Parameters: - model (EntityView) – the model structure
- distance_list (GlobalRDMap) – the list of distances to check for conservation
- sequence_separation – sequence separation parameter used when computing the score
Returns: the Local Distance Difference Test score
- CreateDistanceList(reference, radius);
- CreateDistanceListFromMultipleReferences(reference_list, tolerance_list, sequence_separation, radius);
Both these functions create lists of distances to be checked during a Local Distance Difference Test (see description of the functions above).
Both functions process only standard residues present in the first chain of the reference structures.
The only difference between the two functions is that one takes a single reference structure and the other a list of reference structures. The structures in the list have to be properly prepared before being passed to the function. Corresponding residues in the structures must have the same residue number, the same chain name, etc. Gaps are allowed and automatically dealt with: if information about a distance is present in at least one of the structures, it will be considered.
If a distance between two atoms is shorter than the inclusion radius in all structures in which the two atoms are present, it is included in the list. However, if the distance is longer than the inclusion radius in at least one of the structures, it is not considered to be a local interaction and is excluded from the list.

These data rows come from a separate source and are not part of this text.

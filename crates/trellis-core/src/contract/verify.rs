//! Drift detection between a persisted snapshot and the live graph.
//!
//! The artifact is read through a lenient view (only slugs and edge
//! endpoints), so artifacts written by older contract versions still
//! produce a useful diff. A version mismatch is reported alongside the diff
//! and never decides the status by itself.

use std::collections::BTreeSet;
use std::fs;
use std::io;
use std::path::Path;

use serde::{Deserialize, Serialize};
use tracing::{info, instrument, warn};

use crate::contract::CONTRACT_VERSION;
use crate::error::{CorpusError, ErrorCode};
use crate::graph::{Edge, LinkGraph};

#[derive(Debug, Clone, Copy, PartialEq, Eq, Serialize, Deserialize)]
#[serde(rename_all = "SCREAMING_SNAKE_CASE")]
pub enum VerifyStatus {
    Ok,
    Diverged,
}

/// Structured diff between an artifact and the live graph.
///
/// The `live_*` counts keep their historical JSON names for consumers that
/// already parse the report.
#[derive(Debug, Clone, PartialEq, Eq, Serialize, Deserialize)]
pub struct VerifyReport {
    pub snapshot_version: String,
    pub current_contract_version: String,
    pub version_match: bool,
    pub divergence_count: usize,
    pub snapshot_node_count: usize,
    #[serde(rename = "python_node_count")]
    pub live_node_count: usize,
    pub snapshot_edge_count: usize,
    #[serde(rename = "python_edge_count")]
    pub live_edge_count: usize,
    /// In the artifact, gone from the live graph.
    pub stale_nodes: Vec<String>,
    /// In the live graph, absent from the artifact.
    pub missing_nodes: Vec<String>,
    pub stale_edges: Vec<String>,
    pub missing_edges: Vec<String>,
    pub status: VerifyStatus,
}

impl VerifyReport {
    #[must_use]
    pub fn is_ok(&self) -> bool {
        self.status == VerifyStatus::Ok
    }
}

/// Result when no artifact exists at the requested path.
#[derive(Debug, Clone, PartialEq, Eq, Serialize)]
pub struct MissingSnapshot {
    pub status: &'static str,
    pub snapshot_path: String,
    pub error_code: &'static str,
    pub message: String,
    pub hint: Option<&'static str>,
}

impl MissingSnapshot {
    #[must_use]
    pub fn new(path: &Path) -> Self {
        let code = ErrorCode::SnapshotNotFound;
        Self {
            status: "NOT_FOUND",
            snapshot_path: path.display().to_string(),
            error_code: code.code(),
            message: format!("{}: {}", code.message(), path.display()),
            hint: code.hint(),
        }
    }
}

/// Outcome of [`verify_snapshot`]: either a diff or a structured "not found".
#[derive(Debug, Clone, PartialEq, Eq, Serialize)]
#[serde(untagged)]
pub enum VerifyOutcome {
    Report(VerifyReport),
    NotFound(MissingSnapshot),
}

impl VerifyOutcome {
    /// True only for a report with zero divergence.
    #[must_use]
    pub fn is_ok(&self) -> bool {
        matches!(self, Self::Report(r) if r.is_ok())
    }
}

// ---------------------------------------------------------------------------
// Lenient artifact view
// ---------------------------------------------------------------------------

#[derive(Debug, Deserialize)]
struct ArtifactView {
    #[serde(default)]
    contract_version: Option<String>,
    #[serde(default)]
    nodes: Vec<ArtifactNode>,
    #[serde(default)]
    edges: Vec<ArtifactEdge>,
}

#[derive(Debug, Deserialize)]
struct ArtifactNode {
    slug: String,
}

#[derive(Debug, Deserialize)]
struct ArtifactEdge {
    source: String,
    target: String,
}

// ---------------------------------------------------------------------------
// Diff
// ---------------------------------------------------------------------------

/// Diff an artifact's node ids and edges against `graph`.
///
/// Pure: no I/O, no clock. Duplicate entries in the artifact are collapsed
/// before comparison.
#[must_use]
pub fn diff_snapshot<'a>(
    snapshot_version: &str,
    snapshot_nodes: impl IntoIterator<Item = &'a str>,
    snapshot_edges: impl IntoIterator<Item = (&'a str, &'a str)>,
    graph: &LinkGraph,
) -> VerifyReport {
    let old_nodes: BTreeSet<&str> = snapshot_nodes.into_iter().collect();
    let new_nodes: BTreeSet<&str> = graph.nodes.iter().map(|n| n.id.as_str()).collect();

    let old_edges: BTreeSet<(&str, &str)> = snapshot_edges.into_iter().collect();
    let new_edges: BTreeSet<(&str, &str)> = graph
        .edges
        .iter()
        .map(|e| (e.source.as_str(), e.target.as_str()))
        .collect();

    let arrow = |(s, t): &(&str, &str)| Edge::new(*s, *t).arrow();

    let stale_nodes: Vec<String> = old_nodes
        .difference(&new_nodes)
        .map(|s| (*s).to_string())
        .collect();
    let missing_nodes: Vec<String> = new_nodes
        .difference(&old_nodes)
        .map(|s| (*s).to_string())
        .collect();
    let stale_edges: Vec<String> = old_edges.difference(&new_edges).map(arrow).collect();
    let missing_edges: Vec<String> = new_edges.difference(&old_edges).map(arrow).collect();

    let divergence_count =
        stale_nodes.len() + missing_nodes.len() + stale_edges.len() + missing_edges.len();

    VerifyReport {
        snapshot_version: snapshot_version.to_string(),
        current_contract_version: CONTRACT_VERSION.to_string(),
        version_match: snapshot_version == CONTRACT_VERSION,
        divergence_count,
        snapshot_node_count: old_nodes.len(),
        live_node_count: new_nodes.len(),
        snapshot_edge_count: old_edges.len(),
        live_edge_count: new_edges.len(),
        stale_nodes,
        missing_nodes,
        stale_edges,
        missing_edges,
        status: if divergence_count == 0 {
            VerifyStatus::Ok
        } else {
            VerifyStatus::Diverged
        },
    }
}

/// Load the artifact at `path` and diff it against `graph`.
///
/// A missing file yields [`VerifyOutcome::NotFound`] rather than an error.
///
/// # Errors
///
/// Returns [`CorpusError::Read`] if the file exists but cannot be read and
/// [`CorpusError::ArtifactParse`] if it is not a JSON object of the expected
/// shape.
#[instrument(skip(graph), fields(path = %path.display()))]
pub fn verify_snapshot(path: &Path, graph: &LinkGraph) -> Result<VerifyOutcome, CorpusError> {
    let raw = match fs::read_to_string(path) {
        Ok(raw) => raw,
        Err(e) if e.kind() == io::ErrorKind::NotFound => {
            warn!("snapshot not found");
            return Ok(VerifyOutcome::NotFound(MissingSnapshot::new(path)));
        }
        Err(e) => return Err(CorpusError::read(path, e)),
    };

    let view: ArtifactView =
        serde_json::from_str(&raw).map_err(|source| CorpusError::ArtifactParse {
            path: path.to_path_buf(),
            source,
        })?;

    let version = view.contract_version.unwrap_or_default();
    let report = diff_snapshot(
        &version,
        view.nodes.iter().map(|n| n.slug.as_str()),
        view.edges
            .iter()
            .map(|e| (e.source.as_str(), e.target.as_str())),
        graph,
    );

    if !report.version_match {
        warn!(
            snapshot = %report.snapshot_version,
            current = CONTRACT_VERSION,
            "contract version mismatch"
        );
    }
    info!(
        divergence = report.divergence_count,
        hash = %graph.content_hash(),
        "snapshot verified"
    );

    Ok(VerifyOutcome::Report(report))
}

#[cfg(test)]
mod tests {
    use super::*;
    use crate::config::ScanConfig;
    use crate::contract::snapshot::{generate, write_snapshot};
    use crate::corpus::slug;
    use crate::graph::Node;
    use std::path::PathBuf;

    fn node(id: &str) -> Node {
        Node {
            id: id.to_string(),
            short_key: slug::short_key(id),
            title: id.to_string(),
            rel_path: PathBuf::new(),
        }
    }

    fn graph(ids: &[&str], edges: &[(&str, &str)]) -> LinkGraph {
        LinkGraph::from_parts(
            ids.iter().map(|id| node(id)).collect(),
            edges.iter().map(|(s, t)| Edge::new(*s, *t)),
        )
    }

    #[test]
    fn identical_inputs_have_no_divergence() {
        let g = graph(&["a", "b"], &[("a", "b")]);
        let report = diff_snapshot(CONTRACT_VERSION, ["a", "b"], [("a", "b")], &g);
        assert_eq!(report.divergence_count, 0);
        assert_eq!(report.status, VerifyStatus::Ok);
        assert!(report.version_match);
    }

    #[test]
    fn reports_all_four_difference_sets() {
        let g = graph(&["a", "b", "new"], &[("a", "new"), ("a", "b")]);
        let report = diff_snapshot(
            CONTRACT_VERSION,
            ["a", "b", "old"],
            [("a", "b"), ("old", "a")],
            &g,
        );
        assert_eq!(report.stale_nodes, vec!["old"]);
        assert_eq!(report.missing_nodes, vec!["new"]);
        assert_eq!(report.stale_edges, vec!["old→a"]);
        assert_eq!(report.missing_edges, vec!["a→new"]);
        assert_eq!(report.divergence_count, 4);
        assert_eq!(report.status, VerifyStatus::Diverged);
        assert_eq!(report.snapshot_node_count, 3);
        assert_eq!(report.live_node_count, 3);
        assert_eq!(report.snapshot_edge_count, 2);
        assert_eq!(report.live_edge_count, 2);
    }

    #[test]
    fn version_mismatch_alone_is_ok() {
        let g = graph(&["a"], &[]);
        let report = diff_snapshot("0.9", ["a"], std::iter::empty(), &g);
        assert!(!report.version_match);
        assert_eq!(report.status, VerifyStatus::Ok);
    }

    #[test]
    fn report_json_keeps_legacy_field_names() {
        let g = graph(&["a"], &[]);
        let report = diff_snapshot(CONTRACT_VERSION, ["a"], std::iter::empty(), &g);
        let value = serde_json::to_value(&report).expect("json");
        assert_eq!(value["python_node_count"], 1);
        assert_eq!(value["python_edge_count"], 0);
        assert_eq!(value["status"], "OK");
        assert!(value.get("live_node_count").is_none());
    }

    #[test]
    fn missing_artifact_is_structured() {
        let dir = tempfile::tempdir().expect("tempdir");
        let path = dir.path().join("nope.json");
        let outcome = verify_snapshot(&path, &graph(&["a"], &[])).expect("non-fatal");
        let VerifyOutcome::NotFound(missing) = &outcome else {
            panic!("expected NotFound, got {outcome:?}");
        };
        assert_eq!(missing.status, "NOT_FOUND");
        assert_eq!(missing.error_code, "E3001");
        assert!(missing.hint.is_some());
        assert!(!outcome.is_ok());
    }

    #[test]
    fn generate_then_verify_round_trip() {
        let dir = tempfile::tempdir().expect("tempdir");
        let path = dir.path().join("graph.snapshot.json");
        let g = graph(&["a/x", "a/y", "b/z"], &[("a/x", "a/y"), ("b/z", "a/x")]);

        let snap = generate(&g, &ScanConfig::default(), chrono::Utc::now());
        write_snapshot(&path, &snap).expect("write");

        let outcome = verify_snapshot(&path, &g).expect("verify");
        let VerifyOutcome::Report(report) = outcome else {
            panic!("expected report");
        };
        assert_eq!(report.divergence_count, 0);
        assert_eq!(report.status, VerifyStatus::Ok);
    }

    #[test]
    fn lenient_view_accepts_minimal_artifact() {
        let dir = tempfile::tempdir().expect("tempdir");
        let path = dir.path().join("old.json");
        std::fs::write(
            &path,
            r#"{"nodes":[{"slug":"a"},{"slug":"b"}],"edges":[{"source":"a","target":"b"}]}"#,
        )
        .expect("write");

        let outcome = verify_snapshot(&path, &graph(&["a", "b"], &[("a", "b")])).expect("verify");
        let VerifyOutcome::Report(report) = outcome else {
            panic!("expected report");
        };
        assert_eq!(report.snapshot_version, "");
        assert!(!report.version_match);
        assert!(report.is_ok());
    }

    #[test]
    fn malformed_artifact_is_an_error() {
        let dir = tempfile::tempdir().expect("tempdir");
        let path = dir.path().join("bad.json");
        std::fs::write(&path, "[1, 2, 3]").expect("write");
        let err = verify_snapshot(&path, &graph(&[], &[])).expect_err("should fail");
        assert_eq!(err.code(), ErrorCode::SnapshotParseError);
    }
}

The multiple-reference function takes care of residues with ambigous symmetric sidechains. To decide which naming convention to use, the function computes a Local Distance Difference Test score for each reference against the first reference structure in the list, using only non ambigously-named atoms. It picks then the naming convention that gives the highest score, guaranteeing that all references are processed with the correct atom names.
The cutoff list that will later be used to compute the Local Distance Difference Test score and the sequence separation parameter must be passed to the multi-reference function. These parameters do not influence the output distance list, which always includes all distances within the provided radius (to make it consistent with the single-reference corresponding function). However, the parameters are used when dealing with the naming convention of residues with ambiguous nomenclature.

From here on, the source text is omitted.